Шейх Байюми умолк, Атва судорожно сжал пальцы на его плече и в ужасе воззрился на помрачневшее лицо. Потом он окинул взглядом окружающих и вдруг заметил, что они уже миновали деревню — недалеко кладбище.

— Что это? — закричал он. — Зачем вы меня сюда ведете? Где моя мать?

— Да утешит тебя господь в твоей утрате, сын мой, — донесся до него исполненный горя голос шейха Байюми.

В благоговейном молчании процессия достигла кладбища. Заходящее солнце бросало свои последние лучи. Переливы света струились, как безутешные слезы матери, потерявшей ребенка.

На кладбище все остановились возле свежей могилы, над которой вместо надгробия возвышался кусок обгоревшего металла. Надпись на нем гласила: «Мы убили его, сынок!»

Молчаливый и неподвижный, стоял Атва у могилы матери, всматриваясь в надпись на надгробии. Толпившиеся вокруг односельчане, будто в мечети, молитвенно устремили на нее свои взоры.

Внезапно Атва очнулся.

— Как умерла моя мать?! — закричал он.

— Как и все люди умирают, сынок, — в сильнейшем волнении поспешил ответить шейх.

Рука Атвы, сдавившая плечо шейха, разжалась, из глаз его хлынули слезы.

— И ты тоже отвечаешь так, дядюшка Байюми, — рыдая, повторял он.

А шейх Байюми, успокаивая, гладил его по спине, сам не в силах сдержать катившиеся по лицу слезы.

— Она умерла, сынок, окруженная всеми нами. И если ты снова вернешься на поле боя, то мы все будем ждать тебя и твоих товарищей с победой и молиться за вас. Я доживу, увижу, как ты вернешься победителем. Пойдем, сынок, возвратимся в деревню, тебе надо отдохнуть с дороги.

Шейх Байюми хотел взять Атву под руку, но тот отстранился и бросился в сторону, сквозь застывшую вокруг толпу. Огонь, вспыхнувший в его глазах, высушил слезы.

Неожиданный порыв Атвы испугал односельчан. За его спиной раздались возгласы:

— Куда ты, Атва? Подожди! Мы пойдем с тобой!

Но Атва ускорил шаг. Он миновал кладбище и быстро направился к дороге, ведущей на шоссе.

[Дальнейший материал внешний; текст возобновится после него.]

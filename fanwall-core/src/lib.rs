//! Fanwall core library
//!
//! Domain logic for a rack-chassis fan wall controller: the data model,
//! curve/profile evaluation engine, host sensor and drive registries,
//! the four-document configuration store, and the tick-ordering used by
//! the reconciliation scheduler. Serial wire I/O lives in
//! `fanwall-protocol`; opening the link and driving the async loop is
//! the daemon binary's job, so this crate carries no runtime dependency.
//!
//! # Module structure
//!
//! - `data` - data types, JSON persistence, validation
//! - `engine` - curve evaluation, profile demand, wall binding
//! - `sensors` - host temperature sensor enumeration and reading
//! - `drives` - drive registry contract and per-curve aggregation
//! - `sched` - reconciliation tick ordering and per-board overlap guards
//! - `services` - composed, loaded-at-boot service state
//! - `display` - temperature unit formatting
//! - `error` - the shared error taxonomy

pub mod constants;
pub mod data;
pub mod display;
pub mod drives;
pub mod engine;
pub mod error;
pub mod sched;
pub mod sensors;
pub mod services;

pub use data::{
    AggregationMode, ChassisLayoutDoc, CurvePoint, DebounceGate, DriveMonitor, FanCurve,
    FanProfile, FanProfilesDoc, FanServiceStateDoc, FanWall, Powerboard, Sensor, SensorGroup,
    TemperatureSensorsDoc, TemperatureUnit, WallMode,
};
pub use display::{
    celsius_to_fahrenheit, fahrenheit_to_celsius, format_temp_precise_with_unit,
    format_temp_with_unit,
};
pub use drives::{bind_to_curve, compute as compute_drive_aggregate, drive_hash, DriveRecord, DriveRegistry};
pub use engine::{
    apply_target_to_triple, binding_for_wall, demand, eval, migrate_sensor_reference,
    profile_mode_target, CurvePreset, SensorLookup, WallBinding, WallRows,
};
pub use error::{FanwallError, Result};
pub use sched::{recompute, BoardGate, BoardGateGuard, WallTargetDiffs};
pub use sensors::SensorRegistry;
pub use services::Services;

Односельчане побежали, пытаясь догнать его.

— Остановись, Атва! — доносились до него голоса. — Вернись в деревню!

Но Атва с лихорадочной поспешностью шел все вперед и вперед, не обращая внимания на призывные крики и топот ног бегущих сзади людей.

Так длилась эта погоня, пока односельчанам не стало ясно, что вернуть его невозможно. Тогда они остановились и долго еще стояли на дороге, полные тоски и печали, пока он не скрылся вдали.